# MS Word -  find and automatically underline certain words



## skyport (Dec 30, 2014)

Hope there is an answer for this from someone.  These forums have been great.  I need a way to have a set of key words underlined automatically in a word document. 

HELP!!!!!


----------



## mole999 (Dec 31, 2014)

check out auto correct


----------



## skyport (Jan 2, 2015)

Hi Mole,

thanks for responding.   The auto correct won't do what I need but thanks for trying.  I did get a solution from someone on the Excel side of life and as long as I process the document through excel where I can have the underling automated by a macro, I can always copy it back to word as the final result


----------



## Macropod (Jan 3, 2015)

You can do what you're after in Word, using Find/Replace in a macro.

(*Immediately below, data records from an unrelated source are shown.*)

//! Dead code elimination.
//!
//! Two phases. Unreachable-block pruning recomputes reachability by a
//! forward walk from the entry (SCCP's own bookkeeping may be stale once
//! branches were rewritten) and empties every unreachable block, detaching
//! its edges and scrubbing dangling phi operands. Dead-instruction
//! elimination then iteratively deletes side-effect-free instructions whose
//! results have no surviving use, including closed cycles of
//! phi-and-move-only definitions that reference each other but never
//! escape (loop-carried temporaries after constant folding are the common
//! case).

use std::collections::HashSet;

use crate::opt::config::OptimizationContext;
use crate::ssa::{InsnSite, SsaMethod};

/// The pass entry point.
pub struct DeadCodeRemover;

impl DeadCodeRemover {
    /// Removes unreachable blocks' code and dead instructions.
    pub fn optimize(meth: &mut SsaMethod, ctx: &OptimizationContext) {
        Self::prune_unreachable(meth);
        Self::remove_dead_insns(meth, ctx.preserve_locals);
    }

    fn prune_unreachable(meth: &mut SsaMethod) {
        let reachable = meth.reachable_from_entry();
        let n = meth.block_count();

        let mut dead_regs: HashSet<u32> = HashSet::new();
        for b in 0..n {
            if reachable.contains(b) {
                continue;
            }
            for insn in &meth.block(b).insns {
                if let Some(result) = insn.result() {
                    dead_regs.insert(result.reg);
                }
            }
            let succs = meth.block(b).successors.clone();
            for succ in succs {
                meth.remove_edge(b, succ);
            }
            let preds: Vec<usize> = meth.block(b).predecessors.iter().copied().collect();
            for pred in preds {
                meth.remove_edge(pred, b);
            }
            meth.block_mut(b).insns.clear();
        }

        // A live phi must not reference a deleted definition.
        if !dead_regs.is_empty() {
            for b in 0..n {
                for phi in meth.block_mut(b).phis_mut() {
                    phi.operands.retain(|op| !dead_regs.contains(&op.spec.reg));
                }
            }
        }
    }

    fn remove_dead_insns(meth: &mut SsaMethod, preserve_locals: bool) {
        let reg_count = meth.reg_count();
        let mut use_lists = meth.use_lists_copy();
        let mut deleted: HashSet<InsnSite> = HashSet::new();
        let mut worklist: Vec<u32> = (0..reg_count).collect();

        while let Some(reg) = worklist.pop() {
            let def = match meth.def_site(reg) {
                Some(site) if !deleted.contains(&site) => site,
                _ => continue,
            };
            if meth.insn_at(def).has_side_effect(preserve_locals) {
                continue;
            }
            use_lists[reg as usize].retain(|site| !deleted.contains(site));
            let dead = use_lists[reg as usize].is_empty()
                || Self::is_circular_no_side_effect(meth, reg, &use_lists, &deleted, preserve_locals);
            if !dead {
                continue;
            }

            deleted.insert(def);
            let mut freed_sources = Vec::new();
            meth.insn_at(def).visit_sources(|src| {
                freed_sources.push(src.reg);
            });
            worklist.extend(freed_sources);
        }

        if !deleted.is_empty() {
            meth.delete_insns(&deleted);
        }
    }

    /// Checks whether every use reachable from `reg` through the def/use
    /// graph is side-effect-free and closed, i.e. nothing in the component
    /// escapes into an instruction that must stay. The visited set both
    /// cuts cycles and memoizes shared subgraphs within one query.
    fn is_circular_no_side_effect(
        meth: &SsaMethod,
        reg: u32,
        use_lists: &[Vec<InsnSite>],
        deleted: &HashSet<InsnSite>,
        preserve_locals: bool,
    ) -> bool {
        let mut visited: HashSet<u32> = HashSet::new();
        let mut stack = vec![reg];
        while let Some(r) = stack.pop() {
            if !visited.insert(r) {
                continue;
            }
            for site in &use_lists[r as usize] {
                if deleted.contains(site) {
                    continue;
                }
                let insn = meth.insn_at(*site);
                if insn.has_side_effect(preserve_locals) {
                    return false;
                }
                match insn.result() {
                    Some(result) => stack.push(result.reg),
                    None => return false,
                }
            }
        }
        true
    }
}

For example:

```
Sub Demo()
Application.ScreenUpdating = False
Dim StrFnd As String, i As Long
StrFnd = "One,Two,Three"
With ActiveDocument.Range.Find
  .ClearFormatting
  .Replacement.ClearFormatting
  .Replacement.Text = "^&"
  .Replacement.Font.Underline = wdUnderlineSingle
  .Forward = True
  .Wrap = wdFindContinue
  .MatchCase = True
  .MatchWholeWord = True
  .MatchWildcards = False
  .MatchSoundsLike = False
  .MatchAllWordForms = False
  For i = 0 To UBound(Split(StrFnd, ","))
    .Text = Split(StrFnd, ",")(i)
    .Execute Replace:=wdReplaceAll
  Next
End With
Application.ScreenUpdating = True
End Sub
```
This isn't an automatic process, but assigning the macro to a keyboard shortcut can make it simple to use on an as-required basis.


----------